In addition to Weibo, there is also WeChat
Please pay attention
WeChat public account
Shulou
2025-04-10 Update From: SLTechnology News&Howtos shulou NAV: SLTechnology News&Howtos > Development >
Share
Shulou(Shulou.com)06/02 Report--
This article mainly explains "what is the use of NLP". The content of the explanation in the article is simple and clear, and it is easy to learn and understand. Please follow the editor's train of thought to study and learn "what is the use of NLP"?
Processing data
The data or text corpus used in the experiment (usually referred to as the corpus in NLP) is a movie script. However, before using this data, you need to do some filtering. Because the text of psychological description, action description or scene description, as well as the character name in front of each line (only indicates the speaker, not as a corpus of text analysis) are not the objects of this study. So, things like "Thanoscrushes the Tesseract, revealing the blue Space Stone..." The exterminator crushed the Rubik's cube and got the blue space jewel. Sentences like that have been deleted.

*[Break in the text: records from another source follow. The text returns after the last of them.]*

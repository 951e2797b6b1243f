//! Resource Pages
//!
//! One page per resource method. The page record carries the naming every
//! free-type page of the method hangs off: the base resource type, the link
//! back to the resource listing and the subpage link prefix.

use serde::{Deserialize, Serialize};
use serde_json::{Map, Value};

use super::traits::ResolvedTrait;
use super::{Method, NamedParameter, Resource};
use crate::config::SiteConfig;
use crate::error::{DocError, Result};
use crate::pages::names::{collection_item_name, slugify, to_common_name, to_formal_name};

/// Marks a qualified URI: same method and path, different bodies
pub const QUALIFIER_MARKER: &str = "/qual-";

// =============================================================================
// Qualified URIs
// =============================================================================

/// A relative URI split from its `/qual-` qualifier
#[derive(Debug, Clone, PartialEq, Eq)]
pub struct QualifiedUri {
    pub uri: String,
    /// `"(by email)"` for `/users/qual-by-email`
    pub qualifier: Option<String>,
}

impl QualifiedUri {
    pub fn parse(relative_uri: &str) -> Self {
        let mut parts = relative_uri.split(QUALIFIER_MARKER);
        let uri = parts.next().unwrap_or(relative_uri).to_string();
        let qualifier = parts.next().map(|q| format!("({})", q.replace('-', " ")));
        Self { uri, qualifier }
    }

    pub fn qualifier_label(&self) -> &str {
        self.qualifier.as_deref().unwrap_or("")
    }

    pub fn is_qualified(&self) -> bool {
        self.qualifier.is_some()
    }
}

fn strip_qualifier(uri: &str) -> &str {
    uri.split(QUALIFIER_MARKER).next().unwrap_or(uri)
}

// =============================================================================
// Method Schemas
// =============================================================================

/// JSON schemas of the request bodies, then of every response's bodies
pub fn method_schemas(method: &Method) -> Result<Vec<Value>> {
    let responses = method.responses.iter().flat_map(|r| r.bodies.iter());
    method
        .bodies
        .iter()
        .chain(responses)
        .filter(|body| body.is_json())
        .filter_map(|body| body.schema.as_ref())
        .map(|schema| schema.parse())
        .collect()
}

/// `properties` of each schema, dropping schemas whose sorted property keys
/// were already seen. The first schema with a given key set wins.
pub fn unique_property_sets(schemas: &[Value], context: &str) -> Result<Vec<Map<String, Value>>> {
    let mut known: Vec<Vec<String>> = Vec::new();
    let mut sets = Vec::new();

    for schema in schemas {
        let properties = schema
            .get("properties")
            .and_then(Value::as_object)
            .ok_or_else(|| DocError::missing_property("properties", context))?;

        let mut keys: Vec<String> = properties.keys().cloned().collect();
        keys.sort();
        if !known.contains(&keys) {
            known.push(keys);
            sets.push(properties.clone());
        }
    }

    Ok(sets)
}

// =============================================================================
// Resource Page
// =============================================================================

/// Reference record of one resource method
#[derive(Debug, Clone, PartialEq, Serialize, Deserialize)]
pub struct ResourcePage {
    pub key: String,
    /// Output file name
    pub name: String,
    pub slug: String,
    pub title: String,
    pub category: String,
    pub method: String,
    pub description: Option<String>,
    pub relative_uri: String,
    pub absolute_uri: String,
    /// Empty unless the URI carried `/qual-`
    pub uri_qualifier: String,
    /// Singular item type when a GET returns a collection
    pub collection_type: Option<String>,
    pub base_resource_type: String,
    pub resource_link: String,
    pub subpage_link_prefix: String,
    pub query_parameters: Vec<NamedParameter>,
    pub traits: Vec<ResolvedTrait>,
}

impl ResourcePage {
    /// Build the page of `method` on `resource`. `singular_name` is the
    /// singular resource name in effect for this resource.
    pub fn build(resource: &Resource, method: &Method, singular_name: &str, site: &SiteConfig) -> Self {
        let qualified = QualifiedUri::parse(&resource.relative_uri);
        let absolute_uri = resource.absolute_uri.as_deref().unwrap_or(&resource.relative_uri);

        let (slug, title) = match &qualified.qualifier {
            Some(qualifier) => {
                let title = if resource.title() == resource.relative_uri {
                    qualified.uri.clone()
                } else {
                    resource.title().to_string()
                };
                (slugify(&format!("{}-{}-{}", method.method, qualified.uri, qualifier)), title)
            }
            None => (
                slugify(&format!("{}-{}", method.method, resource.relative_uri)),
                resource.title().to_string(),
            ),
        };

        let collection_type = if method.method.to_uppercase().contains("GET") {
            collection_item_name(&qualified.uri).map(|name| to_formal_name(&name))
        } else {
            None
        };
        let base_resource_type = collection_type
            .clone()
            .unwrap_or_else(|| to_formal_name(singular_name));

        Self {
            key: format!("{}{}-information", site.key_prefix, slug),
            name: format!("{}.html", slug),
            title,
            category: "raml".to_string(),
            method: method.method.clone(),
            description: method.description.clone(),
            relative_uri: qualified.uri.clone(),
            absolute_uri: strip_qualifier(absolute_uri).to_string(),
            uri_qualifier: qualified.qualifier_label().to_string(),
            collection_type,
            resource_link: format!(
                "/{}resource-{}s.html",
                site.url_prefix,
                to_common_name(&base_resource_type)
            ),
            subpage_link_prefix: format!("/{}{}", site.url_prefix, base_resource_type),
            base_resource_type,
            query_parameters: method.query_parameters.clone(),
            traits: Vec::new(),
            slug,
        }
    }
}
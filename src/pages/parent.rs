//! Parent Link Resolution
//!
//! Free-type pages hang off arbitrarily deep synthetic paths. The breadcrumb
//! of a page points at its nearest already-registered ancestor page: path
//! segments are peeled off the end of the name prefix until the remaining
//! grandparent is a known page, and only the peeled tail is kept. A generic
//! collection item (`resources[i]`) is re-anchored on the base resource.
//!
//! Correctness depends on depth-first creation: every ancestor of a page is
//! registered before the page's own link is computed.

use super::names::upcase_first;
use super::registry::PageNameRegistry;

/// Path segment marking the item of a resource collection
pub const COLLECTION_ITEM_SEGMENT: &str = "resources[i]";

/// Split at the last `.` that leaves both sides non-empty
fn split_last_segment(prefix: &str) -> Option<(&str, &str)> {
    prefix
        .rmatch_indices('.')
        .map(|(at, _)| at)
        .find(|&at| at > 0 && at + 1 < prefix.len())
        .map(|at| (&prefix[..at], &prefix[at + 1..]))
}

fn has_collection_item_segment(path: &str) -> bool {
    path.split('.').any(|segment| segment == COLLECTION_ITEM_SEGMENT)
}

fn ends_in_collection_item(path: &str) -> bool {
    path.len() > COLLECTION_ITEM_SEGMENT.len() + 1
        && path.ends_with(&format!(".{}", COLLECTION_ITEM_SEGMENT))
}

/// Peel segments off `prefix` until its grandparent is a registered page
pub fn resolve_ancestor(prefix: &str, base_resource: &str, registry: &PageNameRegistry) -> String {
    let Some((grandparent, child)) = split_last_segment(prefix) else {
        return prefix.to_string();
    };

    if registry.contains(grandparent) {
        if has_collection_item_segment(grandparent) {
            format!("{}.{}", base_resource, child)
        } else {
            child.to_string()
        }
    } else {
        format!("{}.{}", resolve_ancestor(grandparent, base_resource, registry), child)
    }
}

/// Breadcrumb link of a page created under `name_prefix`
pub fn resolve_parent(name_prefix: &str, base_resource: &str, registry: &PageNameRegistry) -> String {
    let ancestor = resolve_ancestor(name_prefix, base_resource, registry);
    if ancestor == name_prefix && ends_in_collection_item(name_prefix) {
        upcase_first(base_resource)
    } else {
        upcase_first(&ancestor)
    }
}

/// Base resource of a page: its first name segment, capitalized
pub fn parse_base(page_name: &str) -> String {
    let first = page_name.split('.').next().unwrap_or(page_name);
    upcase_first(first)
}
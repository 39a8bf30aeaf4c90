use log::{info, warn};
use serde::Serialize;
use std::fmt;
use std::path::{Path, PathBuf};

use crate::error::{FaceFindError, Result};
use crate::extractor::{EmbeddingExtractor, FaceEmbedder};
use crate::matcher::{MatchEngine, MatchPolicy};
use crate::scanner::{DirectoryScanner, ScanResult, SkipList};
use crate::Embedding;

/// Whether the image stored under `key` shows the reference face.
#[derive(Debug, Clone, PartialEq, Serialize)]
pub struct MatchVerdict {
    pub key: usize,
    pub path: PathBuf,
    pub matched: bool,
    pub distance: f32,
    pub faces: usize,
}

impl fmt::Display for MatchVerdict {
    fn fmt(&self, f: &mut fmt::Formatter<'_>) -> fmt::Result {
        let similar = if self.matched { "similar" } else { "not similar" };
        write!(
            f,
            "Face {} is {} to the base image. ({})",
            self.key,
            similar,
            self.path.display()
        )
    }
}

#[derive(Debug, Clone, Serialize)]
pub struct Report {
    pub reference: PathBuf,
    /// Faces found in the reference image; only the first is used.
    pub reference_faces: usize,
    pub tolerance: f32,
    pub policy: MatchPolicy,
    /// In key order.
    pub verdicts: Vec<MatchVerdict>,
}

impl Report {
    pub fn matches(&self) -> impl Iterator<Item = &MatchVerdict> {
        self.verdicts.iter().filter(|v| v.matched)
    }
}

/// Drives a whole run: reference face, scan, one verdict per scanned image.
pub struct ReportDriver<M> {
    extractor: EmbeddingExtractor<M>,
    engine: MatchEngine,
}

impl<M: FaceEmbedder> ReportDriver<M> {
    pub fn new(model: M, engine: MatchEngine) -> Self {
        Self {
            extractor: EmbeddingExtractor::new(model),
            engine,
        }
    }

    pub fn extractor(&self) -> &EmbeddingExtractor<M> {
        &self.extractor
    }

    /// First face of the base image, and how many faces it had.
    pub fn reference_embedding(&mut self, base: &Path) -> Result<(Embedding, usize)> {
        let faces = self.extractor.extract(base)?;
        let count = faces.len();
        let Some(reference) = faces.into_iter().next() else {
            return Err(FaceFindError::NoFaceInReference(base.to_path_buf()));
        };
        if count > 1 {
            warn!(
                "{} faces in {}, using the first one",
                count,
                base.display()
            );
        }
        Ok((reference, count))
    }

    pub fn scan(&mut self, target: &Path, skip: &SkipList) -> Result<ScanResult> {
        DirectoryScanner::new(&mut self.extractor).scan(target, skip)
    }

    pub fn verdicts(&self, reference: &Embedding, scanned: &ScanResult) -> Result<Vec<MatchVerdict>> {
        scanned
            .iter()
            .map(|entry| {
                let decision = self.engine.decide(reference, &entry.faces)?;
                Ok(MatchVerdict {
                    key: entry.key,
                    path: entry.path.clone(),
                    matched: decision.matched,
                    distance: decision.distance,
                    faces: entry.faces.len(),
                })
            })
            .collect()
    }

    pub fn run(&mut self, base: &Path, target: &Path, skip: &SkipList) -> Result<Report> {
        let (reference, reference_faces) = self.reference_embedding(base)?;
        let scanned = self.scan(target, skip)?;
        let verdicts = self.verdicts(&reference, &scanned)?;

        info!(
            "{} of {} image(s) match {}",
            verdicts.iter().filter(|v| v.matched).count(),
            verdicts.len(),
            base.display()
        );

        Ok(Report {
            reference: base.to_path_buf(),
            reference_faces,
            tolerance: self.engine.tolerance,
            policy: self.engine.policy,
            verdicts,
        })
    }
}
use serde::{Deserialize, Serialize};

use crate::error::{FaceFindError, Result};
use crate::Embedding;

/// Largest Euclidean distance between two embeddings of the same person,
/// for embeddings without a model-specific threshold. The CLI takes its
/// default from the recognizer instead.
pub const DEFAULT_TOLERANCE: f32 = 0.6;

/// Which faces of a multi-face image take part in the decision.
#[derive(Debug, Clone, Copy, Default, PartialEq, Eq, Serialize, Deserialize)]
#[serde(rename_all = "kebab-case")]
pub enum MatchPolicy {
    /// Only the first (best scoring) face is compared; the rest are ignored.
    #[default]
    FirstFace,
    /// Match if any face in the image is within tolerance.
    AnyFace,
}

/// Outcome of comparing one image's faces against the reference.
#[derive(Debug, Clone, Copy, PartialEq)]
pub struct Decision {
    pub matched: bool,
    /// Distance of the face that decided the outcome.
    pub distance: f32,
}

#[derive(Debug, Clone, Copy, PartialEq)]
pub struct MatchEngine {
    pub tolerance: f32,
    pub policy: MatchPolicy,
}

impl Default for MatchEngine {
    fn default() -> Self {
        Self {
            tolerance: DEFAULT_TOLERANCE,
            policy: MatchPolicy::FirstFace,
        }
    }
}

impl MatchEngine {
    pub fn new(tolerance: f32, policy: MatchPolicy) -> Self {
        Self { tolerance, policy }
    }

    pub fn is_match(&self, reference: &Embedding, candidates: &[Embedding]) -> Result<bool> {
        self.decide(reference, candidates).map(|d| d.matched)
    }

    pub fn decide(&self, reference: &Embedding, candidates: &[Embedding]) -> Result<Decision> {
        let considered = match self.policy {
            MatchPolicy::FirstFace => candidates.get(..1).unwrap_or_default(),
            MatchPolicy::AnyFace => candidates,
        };
        if considered.is_empty() {
            return Err(FaceFindError::InvalidInput(
                "candidate face set is empty".into(),
            ));
        }

        let mut closest = f32::INFINITY;
        for candidate in considered {
            if candidate.dim() != reference.dim() {
                return Err(FaceFindError::InvalidInput(format!(
                    "embedding dimension {} does not match reference dimension {}",
                    candidate.dim(),
                    reference.dim()
                )));
            }
            closest = closest.min(reference.distance(candidate));
        }

        Ok(Decision {
            matched: closest <= self.tolerance,
            distance: closest,
        })
    }
}
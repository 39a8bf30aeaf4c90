use image::error::LimitErrorKind;
use image::{DynamicImage, ImageError, ImageReader};
use log::{debug, warn};
use std::io::BufReader;
use std::path::Path;

use crate::error::{FaceFindError, Result};

/// Recognized file name suffixes, compared case-insensitively.
pub const IMAGE_EXTENSIONS: [&str; 4] = [".png", ".jpg", ".jpeg", ".webp"];

pub fn has_image_extension(path: &Path) -> bool {
    let Some(name) = path.file_name() else {
        return false;
    };
    let name = name.to_string_lossy().to_lowercase();
    IMAGE_EXTENSIONS.iter().any(|ext| name.ends_with(ext))
}

/// Whether `path` is a regular file with an image extension whose content
/// decodes as an image header.
///
/// Unreadable, corrupt or unsupported files give `Ok(false)`, as do files
/// whose declared size exceeds the decoder's memory or dimension limits.
/// Parameter errors and unsupported limit settings are returned.
pub fn is_valid_image(path: &Path) -> Result<bool> {
    if !has_image_extension(path) {
        return Ok(false);
    }
    if !path.is_file() {
        return Ok(false);
    }

    let Some(reader) = open(path) else {
        return Ok(false);
    };
    match reader.into_dimensions() {
        Ok(_) => Ok(true),
        Err(err) => {
            absorb_decode_error(path, err)?;
            Ok(false)
        }
    }
}

/// Fully decode `path`, with the same failure split as [`is_valid_image`].
pub fn decode_image(path: &Path) -> Result<Option<DynamicImage>> {
    let Some(reader) = open(path) else {
        return Ok(None);
    };
    match reader.decode() {
        Ok(img) => Ok(Some(img)),
        Err(err) => {
            absorb_decode_error(path, err)?;
            Ok(None)
        }
    }
}

fn open(path: &Path) -> Option<ImageReader<BufReader<std::fs::File>>> {
    match ImageReader::open(path).and_then(|r| r.with_guessed_format()) {
        Ok(reader) => Some(reader),
        Err(err) => {
            // also covers the file vanishing after the is_file check
            debug!("cannot open {}: {}", path.display(), err);
            None
        }
    }
}

fn absorb_decode_error(path: &Path, err: ImageError) -> Result<()> {
    match err {
        ImageError::Decoding(_) | ImageError::Unsupported(_) | ImageError::IoError(_) => {
            debug!("not a usable image {}: {}", path.display(), err);
            Ok(())
        }
        ImageError::Limits(ref limit)
            if matches!(
                limit.kind(),
                LimitErrorKind::InsufficientMemory | LimitErrorKind::DimensionError
            ) =>
        {
            warn!("skipping {}: {}", path.display(), err);
            Ok(())
        }
        other => Err(FaceFindError::Image {
            path: path.to_path_buf(),
            source: other,
        }),
    }
}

In addition, terms such as "I", "you" and "an" that are marked as stop words (commonly used words, mostly articles, prepositions, adverbs or conjunctions) will not be processed as part of the spaCy data processing step. At the same time, only the standard form of the word, that is, the root, was used in the experiment. For example, the verbs "talk", "talked" and "talking" are different forms of the same word "talk", so the root of these words is "talk".
To process a piece of text in spaCy, you first need to load the language model, and then call the model on the text corpus for text processing. The result is an Doc file that covers all processed text.
Importspacy # load a medium-sized language model nlp = spacy.load ("en_core_web_md") with open ('cleaned-script.txt', 'r') asfile: text = file.read () doc = nlp (text)
Create a Doc file in spaCy
Then a corpus which is processed and accounts for a high proportion of effective information can be obtained. Then we can start the experiment!
The top ten verbs, nouns, adverbs and adjectives most frequently used in the whole movie
Is it possible to infer the overall direction and plot of the film simply by understanding the verbs that appear most frequently? The chart below proves this point.
"I know". , "you think" (do you think.) Is the most common phrase.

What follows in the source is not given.